Mas Flow: Los Benjamins is the third compilation album by reggaeton producers Luny Tunes, released on September 26, 2006, by Mas Flow Inc. and Machete Music. The album features appearances by RBD, Don Omar, Daddy Yankee, Héctor el Father, Tito El Bambino, Wisin & Yandel, Alexis & Fido, Zion, Magnate, Ñejo & Dalmata, Arcángel & De la Ghetto, and others. It also featured the work of 17-year-old producer Marco Masis, better known as Tainy.

Mas Flow: Los Benjamins receive mixed to positive reviews by critics and fans. The album debuted at number one on US Billboard Top Latin Albums and US Latin Rhythms Albums. Also debut at number 30 on US Billboard 200. Eventually, the album was nominated as Reggaeton Album Of The Year on 2007 Billboard Latin Music Awards.

Shortly after releasing Mas Flow: Los Benjamins, reggaeton producers Luny Tunes released Los Benjamins: La Continuación. Essentially a deluxe edition of Mas Flow: Los Benjamins, La Continuación includes roughly two and a half hours of music spread over the course of two CDs and one DVD. The first CD is the original edition of Los Benjamins without the two unlisted bonus tracks on the end of that album. The second CD is composed of remixes of key songs from Los Benjamins, in addition to ten new songs, an opening instrumental, and four "bonus tracks" from the previously released compilation Raices del Reggaeton. The DVD includes a few videos. It was released on May 15, 2007.

== Background ==
LunyTunes began working on their follow-up to Mas Flow 2 in the year of 2005 immediately following the release of their multi-platinum hit album (latin certification). There were multiple productions slotted for release by their company "Mas Flow Inc." at the time under the distribution of Machete Music/Universal Latino; some of these included Baby Ranks "Mi Flow: This is It" (Eventually released by Star-dome Entertainment), "Raices Del Reggaeton" released by their subsidiary "Benjamins Records" and the unreleased and unfinished "Loyalty Records presents: About Time". In order to facilitate release schedules and budgets, "Mas Flow Inc" created separate affiliated companies such as "Gravity Blu" (design and arts company/record label headed by G'rald), "Benjamin Records" (managed by Alexis and Fido's disc jockey DJ Coffee) and "Loyalty Records" (little is known about this company except for the fact they planned to release albums from Yo-Seph The One, Mr Phillip and Lui-gi 21 Plus along with the much anticipated "Loyalty Records presents: About Time" compilation.)

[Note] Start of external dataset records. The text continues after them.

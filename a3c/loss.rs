use tch::{Kind, Tensor};

/// Weight of the entropy bonus in the policy loss.
pub const ENTROPY_BETA: f64 = 0.01;

/// Floor applied to probabilities before the logarithm.
pub const MIN_PROBABILITY: f64 = 1e-20;

/// The A3C objective for one trajectory.
///
/// Every term is summed over the batch rather than averaged, so longer
/// trajectories produce proportionally larger gradients.
#[derive(Debug)]
pub struct Loss {
    pub policy: Tensor,
    pub value: Tensor,
    /// Policy entropy summed over the batch.
    pub entropy: Tensor,
    pub total: Tensor,
}

impl Loss {
    /// `policy` and `actions` are `(B, A)`, the rest are `(B,)`.
    #[must_use]
    pub fn new(
        policy: &Tensor,
        actions: &Tensor,
        advantages: &Tensor,
        target_values: &Tensor,
        values: &Tensor,
    ) -> Self {
        let log_pi = policy.clamp(MIN_PROBABILITY, 1.0).log();

        let entropy = -(policy * &log_pi).sum_dim_intlist(1, false, Kind::Float);
        let log_likelihood = (&log_pi * actions).sum_dim_intlist(1, false, Kind::Float);

        let policy_loss =
            -(log_likelihood * advantages + &entropy * ENTROPY_BETA).sum(Kind::Float);
        let value_loss = (values - target_values).square().sum(Kind::Float) * 0.5;

        Self {
            total: &policy_loss + &value_loss,
            policy: policy_loss,
            value: value_loss,
            entropy: entropy.sum(Kind::Float),
        }
    }
}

Much of these projects slated for release were either delayed or went over budget due to "Mas Flow Inc."'s unexpected success and high demand in the latin music industry for musical compositions from the "Mas Flow" production team led by Luny Tunes. The album "Luny Tunes y Baby Ranks presentan: Mas Flow 2" faced a similar dilemma as the album was originally intended to be Baby Ranks' solo debut but pressure from Universal Latino forced "Mas Flow Inc." to rush the completion of "Mas Flow 2" and many of the Baby Ranks tracks included in "Mas Flow 2" were originally meant for his solo album "My Time: This Is It" later renamed "Mi Flow: This Is It". Originally, the album "Millenium" was supposed to be released by "Mas Flow Inc." with the lead single "El Señor De La Noche" by Don Omar already in rotation in Puerto Rico and Latin America, but the album was shelved due to the dissatisfaction from Universal Latino executives at the time and the company was ordered by Universal Latino to rework the album. "Los Benjamins" was originally meant to be "Mas Flow 3" but because of budget issues, constraints, release schedule deadlines, and many unfinished products, the final tracklist was a compilation of songs from the intended "Mas Flow 3" and songs meant for unfinished productions such as "Millenium" and "Loyalty Records presents: About Time".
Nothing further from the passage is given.